I think it's overcomplicating the partitioning by explicitly specifying the partitioning when using the hash is the default behaviour of the partitioner in Spark. You could simply do a partitionBy and it would implement the hash partitioner by default.

Let me know if I've misinterpreted the code. I think also using map after partitioning will also cause Spark to lose the partitioner.

On Sun, 30 Jun 2019 at 20:56, jelmer <jkuperus@gmail.com> wrote:
Does something like the code below make any sense or would there be a more efficient way to do it ?

    val wordsOnOnePartition = input
      .map { word => Math.abs(word.id.hashCode) % numPartitions -> word }
      .partitionBy(new PartitionIdPassthrough(numPartitions))
    val indices = wordsOnOnePartition
        .mapPartitions(it => new IndexIterator(it, m))
        .cache()
    val wordsOnEachPartition = input
      .flatMap(word => 0 until numPartitions map { partition => partition -> word } )
      .partitionBy(new PartitionIdPassthrough(numPartitions))
    val nearest = indices.join(wordsOnEachPartition)
      .flatMap { case (_, (index, Word(word, vector))) =>
        index.findNearest(vector, k + 1).collect {
          case SearchResult(Word(relatedWord, _), score) if relatedWord != word =>
            RelatedItem(word, relatedWord, score)
        }
        .take(k)
      }
    val result = nearest.groupBy(_.word).map { case (word, relatedItems) =>
        word +: relatedItems.toSeq
            .sortBy(_.similarity)(Ordering[Double].reverse)
            .map(_.relatedWord)
            .take(k)
            .mkString("\t")
    }

I manually assign a partition to each word of a list of words, and repartition the rdd by this partition key

There i use mapPartitions to construct a partial index so i end up with one index in each partition.

Then i read the words again but this time assign every partition to each word and join it on the indices rdd by partition key. So effectively every index will be queries

Finally i merge the results from each index into a single  list keeping only the most relevant items by doing a groupBy



On Sun, 30 Jun 2019 at 01:45, Chris Teoh <chris.teoh@gmail.com> wrote:
The closest thing I can think of here is if you have both dataframes written out using buckets. Hive uses this technique for join optimisation such that both datasets of the same bucket are read by the same mapper to achieve map side joins.
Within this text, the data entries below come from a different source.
//! Overlay configuration files.
//!
//! ```toml
//! [style]
//! rgba = [0.5, 0.5, 0.5, 0.9]
//! slide_compensation = "downward_only"
//!
//! [[overlay]]
//! target_body = "hand"
//! root_body = "world"
//! position = [0.3, 0.6, 0.2]
//! quat = [0.0, 1.0, 0.0, 0.0]
//! joint_values = { r_close = 0.0, l_close = 0.0 }
//! label = "grasp"
//! ```

use std::path::Path;

use anyhow::{Context, Result};
use kinmark_kinematics::{NamedRequest, SlideCompensation, DEFAULT_RGBA};
use serde::{Deserialize, Serialize};

/// A full overlay file.
#[derive(Debug, Clone, Default, PartialEq, Serialize, Deserialize)]
pub struct OverlayConfig {
    #[serde(default)]
    pub style: Style,
    #[serde(default, rename = "overlay")]
    pub overlays: Vec<Overlay>,
}

/// Settings shared by every overlay in a file.
#[derive(Debug, Clone, PartialEq, Serialize, Deserialize)]
pub struct Style {
    #[serde(default = "default_rgba")]
    pub rgba: [f32; 4],
    #[serde(default)]
    pub slide_compensation: SlideCompensation,
}

impl Default for Style {
    fn default() -> Self {
        Self {
            rgba: DEFAULT_RGBA,
            slide_compensation: SlideCompensation::default(),
        }
    }
}

fn default_rgba() -> [f32; 4] {
    DEFAULT_RGBA
}

/// One projection plus its styling.
#[derive(Debug, Clone, PartialEq, Serialize, Deserialize)]
pub struct Overlay {
    #[serde(flatten)]
    pub request: NamedRequest,
    /// Overrides the file-wide color.
    #[serde(default)]
    pub rgba: Option<[f32; 4]>,
    #[serde(default)]
    pub label: Option<String>,
}

impl Overlay {
    /// Color for this overlay's markers under `style`.
    pub fn rgba(&self, style: &Style) -> [f32; 4] {
        self.rgba.unwrap_or(style.rgba)
    }

    /// Label for this overlay's markers, empty if unset.
    pub fn label(&self) -> &str {
        self.label.as_deref().unwrap_or_default()
    }
}

impl OverlayConfig {
    pub fn from_toml(text: &str) -> Result<Self> {
        Ok(toml::from_str(text)?)
    }

    pub fn load(path: &Path) -> Result<Self> {
        let text = std::fs::read_to_string(path)
            .with_context(|| format!("reading overlay config {}", path.display()))?;
        Self::from_toml(&text).with_context(|| format!("parsing overlay config {}", path.display()))
    }
}
//! Marker sinks.

use crate::marker::Marker;

/// Receiver for emitted markers.
///
/// Sinks accumulate. Clearing between frames is the caller's job; the
/// projector only ever adds.
pub trait MarkerSink {
    /// Accept one marker.
    fn add_marker(&mut self, marker: Marker);
}

impl MarkerSink for Vec<Marker> {
    fn add_marker(&mut self, marker: Marker) {
        self.push(marker);
    }
}

/// Per-frame marker accumulator.
#[derive(Debug, Clone, Default)]
pub struct MarkerBuffer {
    markers: Vec<Marker>,
}

impl MarkerBuffer {
    /// Create an empty buffer.
    pub fn new() -> Self {
        Self::default()
    }

    /// Markers added since the last clear, in emission order.
    pub fn markers(&self) -> &[Marker] {
        &self.markers
    }

    /// Number of buffered markers.
    pub fn len(&self) -> usize {
        self.markers.len()
    }

    /// Whether the buffer is empty.
    pub fn is_empty(&self) -> bool {
        self.markers.is_empty()
    }

    /// Drop every buffered marker.
    pub fn clear(&mut self) {
        self.markers.clear();
    }

    /// Take every buffered marker, leaving the buffer empty.
    pub fn take(&mut self) -> Vec<Marker> {
        std::mem::take(&mut self.markers)
    }
}

impl MarkerSink for MarkerBuffer {
    fn add_marker(&mut self, marker: Marker) {
        self.markers.push(marker);
    }
}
On Sat., 29 Jun. 2019, 9:10 pm jelmer, <jkuperus@gmail.com> wrote:
I have 2 dataframes, 

Dataframe A which contains 1 element per partition that is gigabytes big (an index)

Dataframe B which is made up out of millions of small rows. 

I want to join B on A but i want all the work to be done on the executors holding the partitions of dataframe A

Is there a way to accomplish this without putting dataframe B in a broadcast variable or doing a broadcast join ?



--
Chris